(ABOUT THIS EXERCISE):
Look through the material below. Copy every line with the string "ErrorKind" in it.

(RAW DATA):
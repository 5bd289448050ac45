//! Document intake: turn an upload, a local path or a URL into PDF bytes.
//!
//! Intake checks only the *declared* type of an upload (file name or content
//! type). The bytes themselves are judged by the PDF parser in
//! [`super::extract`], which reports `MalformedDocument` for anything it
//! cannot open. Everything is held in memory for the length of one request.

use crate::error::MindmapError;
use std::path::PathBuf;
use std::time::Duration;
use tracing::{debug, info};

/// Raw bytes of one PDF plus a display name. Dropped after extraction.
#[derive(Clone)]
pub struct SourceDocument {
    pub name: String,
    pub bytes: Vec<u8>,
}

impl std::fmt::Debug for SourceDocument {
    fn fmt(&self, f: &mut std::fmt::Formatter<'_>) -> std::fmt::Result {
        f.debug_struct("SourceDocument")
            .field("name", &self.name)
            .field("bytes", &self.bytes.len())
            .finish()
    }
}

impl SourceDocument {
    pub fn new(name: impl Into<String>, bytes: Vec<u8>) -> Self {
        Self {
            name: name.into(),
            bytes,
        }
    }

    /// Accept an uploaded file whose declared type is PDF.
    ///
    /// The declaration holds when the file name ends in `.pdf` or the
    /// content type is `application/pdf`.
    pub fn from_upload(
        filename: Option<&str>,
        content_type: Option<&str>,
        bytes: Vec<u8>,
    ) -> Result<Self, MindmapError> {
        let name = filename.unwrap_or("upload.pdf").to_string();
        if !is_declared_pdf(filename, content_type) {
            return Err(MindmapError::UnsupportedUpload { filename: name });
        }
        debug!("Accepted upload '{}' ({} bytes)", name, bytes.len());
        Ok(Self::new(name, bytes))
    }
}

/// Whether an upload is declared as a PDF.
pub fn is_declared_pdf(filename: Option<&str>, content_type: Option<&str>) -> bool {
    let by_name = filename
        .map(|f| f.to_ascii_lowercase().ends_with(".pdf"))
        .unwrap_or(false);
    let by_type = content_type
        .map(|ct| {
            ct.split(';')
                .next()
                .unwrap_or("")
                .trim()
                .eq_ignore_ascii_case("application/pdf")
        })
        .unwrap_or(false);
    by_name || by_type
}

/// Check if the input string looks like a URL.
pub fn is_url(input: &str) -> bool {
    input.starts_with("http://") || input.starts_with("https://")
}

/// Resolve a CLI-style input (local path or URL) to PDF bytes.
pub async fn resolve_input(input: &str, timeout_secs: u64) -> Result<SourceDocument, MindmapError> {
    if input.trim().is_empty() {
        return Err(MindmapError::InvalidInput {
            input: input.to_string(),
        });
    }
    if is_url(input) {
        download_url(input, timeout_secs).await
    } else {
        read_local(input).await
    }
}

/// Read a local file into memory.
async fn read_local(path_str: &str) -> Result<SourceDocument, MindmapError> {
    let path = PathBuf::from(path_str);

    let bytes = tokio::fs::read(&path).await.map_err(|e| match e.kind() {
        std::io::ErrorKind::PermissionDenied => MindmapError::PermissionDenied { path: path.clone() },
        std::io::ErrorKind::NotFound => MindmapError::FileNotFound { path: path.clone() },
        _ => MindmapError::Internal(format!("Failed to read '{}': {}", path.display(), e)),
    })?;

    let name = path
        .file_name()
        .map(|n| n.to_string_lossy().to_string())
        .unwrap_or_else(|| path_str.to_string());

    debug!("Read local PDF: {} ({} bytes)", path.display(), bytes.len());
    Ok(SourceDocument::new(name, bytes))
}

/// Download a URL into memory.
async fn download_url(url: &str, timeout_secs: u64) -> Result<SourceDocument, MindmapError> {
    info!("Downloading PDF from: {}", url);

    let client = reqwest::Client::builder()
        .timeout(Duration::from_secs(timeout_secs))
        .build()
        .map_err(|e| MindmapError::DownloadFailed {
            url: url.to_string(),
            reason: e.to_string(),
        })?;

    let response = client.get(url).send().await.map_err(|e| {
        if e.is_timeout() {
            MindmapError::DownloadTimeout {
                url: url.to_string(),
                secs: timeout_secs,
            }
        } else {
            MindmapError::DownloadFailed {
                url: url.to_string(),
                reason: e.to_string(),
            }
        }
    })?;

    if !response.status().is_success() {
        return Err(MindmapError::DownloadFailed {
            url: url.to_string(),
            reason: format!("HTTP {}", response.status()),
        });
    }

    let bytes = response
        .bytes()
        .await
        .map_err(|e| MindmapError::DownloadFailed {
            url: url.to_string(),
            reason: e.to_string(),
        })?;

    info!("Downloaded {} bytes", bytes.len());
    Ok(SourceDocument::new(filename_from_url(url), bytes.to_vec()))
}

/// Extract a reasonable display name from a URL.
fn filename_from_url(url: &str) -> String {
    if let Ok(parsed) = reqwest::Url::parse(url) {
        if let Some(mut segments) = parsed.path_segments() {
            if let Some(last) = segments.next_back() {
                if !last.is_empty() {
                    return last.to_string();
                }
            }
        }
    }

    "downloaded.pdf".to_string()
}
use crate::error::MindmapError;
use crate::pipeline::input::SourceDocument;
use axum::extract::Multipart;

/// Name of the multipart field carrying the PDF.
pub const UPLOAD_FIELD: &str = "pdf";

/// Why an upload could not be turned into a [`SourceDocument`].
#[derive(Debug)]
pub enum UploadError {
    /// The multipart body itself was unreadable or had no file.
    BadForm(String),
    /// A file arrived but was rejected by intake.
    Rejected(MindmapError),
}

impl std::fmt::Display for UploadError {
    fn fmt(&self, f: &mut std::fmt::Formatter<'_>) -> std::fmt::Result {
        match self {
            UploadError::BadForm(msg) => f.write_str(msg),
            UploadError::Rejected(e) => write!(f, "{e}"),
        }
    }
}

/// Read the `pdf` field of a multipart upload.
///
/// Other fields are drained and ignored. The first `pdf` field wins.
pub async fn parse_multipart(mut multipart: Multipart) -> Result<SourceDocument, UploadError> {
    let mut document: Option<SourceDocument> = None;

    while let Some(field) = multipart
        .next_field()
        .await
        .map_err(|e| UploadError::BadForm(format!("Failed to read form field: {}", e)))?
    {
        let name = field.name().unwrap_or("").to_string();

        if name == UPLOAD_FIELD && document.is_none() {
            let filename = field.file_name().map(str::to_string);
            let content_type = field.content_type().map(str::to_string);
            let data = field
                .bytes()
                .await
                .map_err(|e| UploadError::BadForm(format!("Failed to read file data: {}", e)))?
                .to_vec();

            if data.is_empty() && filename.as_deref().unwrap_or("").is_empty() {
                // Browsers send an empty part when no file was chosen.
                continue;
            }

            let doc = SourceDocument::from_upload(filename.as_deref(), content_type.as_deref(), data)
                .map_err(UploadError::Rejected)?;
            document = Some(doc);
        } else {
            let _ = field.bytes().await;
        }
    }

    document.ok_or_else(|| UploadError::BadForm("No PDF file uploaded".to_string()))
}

==

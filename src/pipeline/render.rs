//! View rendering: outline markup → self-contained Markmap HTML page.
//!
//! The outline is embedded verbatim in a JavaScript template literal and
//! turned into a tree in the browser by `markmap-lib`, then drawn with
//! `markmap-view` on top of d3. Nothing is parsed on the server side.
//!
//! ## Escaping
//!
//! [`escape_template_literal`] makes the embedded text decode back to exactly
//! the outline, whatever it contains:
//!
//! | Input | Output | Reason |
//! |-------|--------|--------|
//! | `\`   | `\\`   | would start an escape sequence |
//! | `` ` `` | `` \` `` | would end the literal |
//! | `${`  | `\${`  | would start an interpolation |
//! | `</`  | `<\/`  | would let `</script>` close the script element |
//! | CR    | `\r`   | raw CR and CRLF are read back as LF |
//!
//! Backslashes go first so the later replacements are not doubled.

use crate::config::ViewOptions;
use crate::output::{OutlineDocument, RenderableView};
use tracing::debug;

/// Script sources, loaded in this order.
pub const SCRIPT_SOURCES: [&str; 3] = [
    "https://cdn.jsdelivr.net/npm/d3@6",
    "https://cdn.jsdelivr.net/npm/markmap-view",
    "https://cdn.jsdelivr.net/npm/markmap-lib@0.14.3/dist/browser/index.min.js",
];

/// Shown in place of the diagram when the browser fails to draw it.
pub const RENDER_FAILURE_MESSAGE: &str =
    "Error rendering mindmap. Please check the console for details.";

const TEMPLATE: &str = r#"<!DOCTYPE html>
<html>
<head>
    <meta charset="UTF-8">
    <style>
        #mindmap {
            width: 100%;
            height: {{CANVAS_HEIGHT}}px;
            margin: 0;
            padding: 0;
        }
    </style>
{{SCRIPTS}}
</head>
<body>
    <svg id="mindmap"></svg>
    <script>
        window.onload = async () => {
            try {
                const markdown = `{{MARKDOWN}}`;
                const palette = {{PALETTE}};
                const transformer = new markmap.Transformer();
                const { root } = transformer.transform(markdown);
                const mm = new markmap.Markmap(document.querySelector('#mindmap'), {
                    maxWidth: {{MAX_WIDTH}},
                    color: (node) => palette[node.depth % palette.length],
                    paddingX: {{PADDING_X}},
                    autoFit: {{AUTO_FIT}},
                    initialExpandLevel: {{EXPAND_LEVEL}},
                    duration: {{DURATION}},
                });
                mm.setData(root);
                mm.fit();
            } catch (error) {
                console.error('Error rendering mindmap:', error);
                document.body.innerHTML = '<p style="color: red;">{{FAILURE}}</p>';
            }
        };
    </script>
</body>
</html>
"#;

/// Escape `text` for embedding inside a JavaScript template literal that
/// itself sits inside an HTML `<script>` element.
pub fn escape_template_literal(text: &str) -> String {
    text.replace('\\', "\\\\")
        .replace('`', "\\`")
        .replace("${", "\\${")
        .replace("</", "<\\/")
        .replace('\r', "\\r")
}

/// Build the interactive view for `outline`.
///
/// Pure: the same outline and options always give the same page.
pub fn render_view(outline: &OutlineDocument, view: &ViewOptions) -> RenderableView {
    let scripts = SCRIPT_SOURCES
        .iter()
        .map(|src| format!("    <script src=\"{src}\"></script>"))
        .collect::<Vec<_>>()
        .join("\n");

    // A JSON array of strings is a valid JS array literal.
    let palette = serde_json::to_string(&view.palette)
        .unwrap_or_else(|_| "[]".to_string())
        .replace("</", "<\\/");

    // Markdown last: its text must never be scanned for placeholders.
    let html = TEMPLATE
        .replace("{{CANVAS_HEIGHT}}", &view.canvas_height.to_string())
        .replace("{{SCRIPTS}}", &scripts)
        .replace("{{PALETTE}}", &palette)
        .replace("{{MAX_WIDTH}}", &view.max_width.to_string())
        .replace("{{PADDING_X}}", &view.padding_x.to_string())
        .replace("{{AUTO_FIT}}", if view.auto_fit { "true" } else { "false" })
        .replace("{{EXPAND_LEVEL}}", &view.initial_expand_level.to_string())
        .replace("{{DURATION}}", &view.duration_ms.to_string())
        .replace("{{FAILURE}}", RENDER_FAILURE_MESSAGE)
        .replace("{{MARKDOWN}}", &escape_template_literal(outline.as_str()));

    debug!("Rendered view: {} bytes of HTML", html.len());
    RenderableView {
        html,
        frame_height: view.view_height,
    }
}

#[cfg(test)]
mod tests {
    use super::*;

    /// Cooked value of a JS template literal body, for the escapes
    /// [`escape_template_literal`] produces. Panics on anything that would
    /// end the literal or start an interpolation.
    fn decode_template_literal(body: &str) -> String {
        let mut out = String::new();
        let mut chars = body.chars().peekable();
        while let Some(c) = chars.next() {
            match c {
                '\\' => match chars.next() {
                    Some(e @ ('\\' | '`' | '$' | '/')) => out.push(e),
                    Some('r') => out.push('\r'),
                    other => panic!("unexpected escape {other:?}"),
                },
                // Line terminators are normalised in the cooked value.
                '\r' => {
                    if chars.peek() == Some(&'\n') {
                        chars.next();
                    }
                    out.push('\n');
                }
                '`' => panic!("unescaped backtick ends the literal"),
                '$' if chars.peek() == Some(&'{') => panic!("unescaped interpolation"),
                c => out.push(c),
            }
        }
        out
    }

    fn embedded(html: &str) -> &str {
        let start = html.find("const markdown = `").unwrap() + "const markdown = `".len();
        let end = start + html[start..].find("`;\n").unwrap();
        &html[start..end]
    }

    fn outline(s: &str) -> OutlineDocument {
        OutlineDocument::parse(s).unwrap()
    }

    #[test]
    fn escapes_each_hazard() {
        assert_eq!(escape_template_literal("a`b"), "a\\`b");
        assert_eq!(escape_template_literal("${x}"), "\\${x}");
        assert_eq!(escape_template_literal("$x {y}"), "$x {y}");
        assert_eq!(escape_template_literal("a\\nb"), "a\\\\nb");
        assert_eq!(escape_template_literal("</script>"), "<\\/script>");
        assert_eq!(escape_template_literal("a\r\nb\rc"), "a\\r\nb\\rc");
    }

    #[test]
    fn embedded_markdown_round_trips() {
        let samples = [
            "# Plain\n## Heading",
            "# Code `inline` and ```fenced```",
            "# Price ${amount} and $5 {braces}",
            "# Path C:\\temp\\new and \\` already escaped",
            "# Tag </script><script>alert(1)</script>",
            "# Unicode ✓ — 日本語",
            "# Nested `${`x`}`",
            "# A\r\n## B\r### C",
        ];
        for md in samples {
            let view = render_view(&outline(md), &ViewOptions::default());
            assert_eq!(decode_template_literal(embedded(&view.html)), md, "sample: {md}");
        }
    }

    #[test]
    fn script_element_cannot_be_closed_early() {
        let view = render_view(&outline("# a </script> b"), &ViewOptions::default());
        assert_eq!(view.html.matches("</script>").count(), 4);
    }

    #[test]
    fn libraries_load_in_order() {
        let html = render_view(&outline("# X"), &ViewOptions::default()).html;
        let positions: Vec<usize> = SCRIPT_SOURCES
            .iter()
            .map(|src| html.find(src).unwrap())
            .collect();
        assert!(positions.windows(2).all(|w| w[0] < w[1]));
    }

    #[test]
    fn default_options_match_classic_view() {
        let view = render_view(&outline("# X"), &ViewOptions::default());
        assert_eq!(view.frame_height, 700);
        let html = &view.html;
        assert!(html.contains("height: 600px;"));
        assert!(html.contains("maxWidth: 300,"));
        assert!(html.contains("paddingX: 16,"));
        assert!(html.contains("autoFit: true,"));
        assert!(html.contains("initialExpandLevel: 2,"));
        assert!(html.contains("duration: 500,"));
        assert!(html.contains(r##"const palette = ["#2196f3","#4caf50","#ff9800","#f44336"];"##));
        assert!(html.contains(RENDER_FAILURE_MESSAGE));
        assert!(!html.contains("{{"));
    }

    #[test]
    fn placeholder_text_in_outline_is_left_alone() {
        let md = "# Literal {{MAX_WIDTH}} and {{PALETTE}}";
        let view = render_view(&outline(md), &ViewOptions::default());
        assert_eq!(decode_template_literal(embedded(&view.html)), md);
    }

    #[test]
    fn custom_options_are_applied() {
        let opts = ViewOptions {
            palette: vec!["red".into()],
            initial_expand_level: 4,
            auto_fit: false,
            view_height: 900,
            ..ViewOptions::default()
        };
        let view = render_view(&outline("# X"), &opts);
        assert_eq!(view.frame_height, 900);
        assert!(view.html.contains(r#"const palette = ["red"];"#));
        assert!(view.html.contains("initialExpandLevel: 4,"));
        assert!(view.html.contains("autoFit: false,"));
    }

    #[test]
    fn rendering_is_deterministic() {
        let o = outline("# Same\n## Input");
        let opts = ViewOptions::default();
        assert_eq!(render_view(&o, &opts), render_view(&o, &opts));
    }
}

* * *

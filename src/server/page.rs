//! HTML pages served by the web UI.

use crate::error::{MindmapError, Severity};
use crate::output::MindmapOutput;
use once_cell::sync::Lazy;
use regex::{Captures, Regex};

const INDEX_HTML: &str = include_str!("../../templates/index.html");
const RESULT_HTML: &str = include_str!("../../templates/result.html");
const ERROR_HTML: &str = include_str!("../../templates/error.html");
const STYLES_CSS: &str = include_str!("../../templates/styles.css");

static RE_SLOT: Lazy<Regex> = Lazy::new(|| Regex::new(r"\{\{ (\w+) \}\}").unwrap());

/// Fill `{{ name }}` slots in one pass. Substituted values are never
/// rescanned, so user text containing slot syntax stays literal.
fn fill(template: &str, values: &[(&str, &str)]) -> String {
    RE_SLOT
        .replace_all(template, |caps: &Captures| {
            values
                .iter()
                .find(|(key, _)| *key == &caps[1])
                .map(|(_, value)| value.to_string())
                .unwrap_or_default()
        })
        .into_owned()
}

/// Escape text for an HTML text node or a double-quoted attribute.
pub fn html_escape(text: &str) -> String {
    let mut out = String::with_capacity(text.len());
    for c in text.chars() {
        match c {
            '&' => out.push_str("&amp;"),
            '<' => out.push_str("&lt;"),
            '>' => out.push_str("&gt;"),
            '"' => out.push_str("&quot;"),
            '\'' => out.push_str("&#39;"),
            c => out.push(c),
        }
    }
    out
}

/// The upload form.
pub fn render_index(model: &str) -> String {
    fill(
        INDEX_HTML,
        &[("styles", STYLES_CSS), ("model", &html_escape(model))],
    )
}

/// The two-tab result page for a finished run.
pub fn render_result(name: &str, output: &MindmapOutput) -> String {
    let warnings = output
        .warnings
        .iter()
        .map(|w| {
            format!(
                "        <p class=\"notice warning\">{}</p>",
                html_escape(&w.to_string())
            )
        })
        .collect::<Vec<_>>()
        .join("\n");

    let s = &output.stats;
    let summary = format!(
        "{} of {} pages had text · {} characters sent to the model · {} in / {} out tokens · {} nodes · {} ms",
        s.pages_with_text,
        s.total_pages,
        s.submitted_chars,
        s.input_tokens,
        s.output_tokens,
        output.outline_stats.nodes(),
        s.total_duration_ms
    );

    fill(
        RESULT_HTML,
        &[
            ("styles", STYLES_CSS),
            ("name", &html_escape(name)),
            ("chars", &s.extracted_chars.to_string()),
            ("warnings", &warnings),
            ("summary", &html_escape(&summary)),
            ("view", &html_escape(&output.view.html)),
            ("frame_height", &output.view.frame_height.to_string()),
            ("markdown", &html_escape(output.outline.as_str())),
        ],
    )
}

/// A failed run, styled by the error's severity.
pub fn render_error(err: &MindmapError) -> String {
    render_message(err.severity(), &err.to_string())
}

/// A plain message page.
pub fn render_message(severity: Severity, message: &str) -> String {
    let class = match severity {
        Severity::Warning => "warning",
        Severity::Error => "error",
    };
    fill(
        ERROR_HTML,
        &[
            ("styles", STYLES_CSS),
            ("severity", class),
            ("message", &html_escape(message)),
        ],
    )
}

(WRITTEN RESPONSE):
        std::io::ErrorKind::PermissionDenied => MindmapError::PermissionDenied { path: path.clone() },
        std::io::ErrorKind::NotFound => MindmapError::FileNotFound { path: path.clone() },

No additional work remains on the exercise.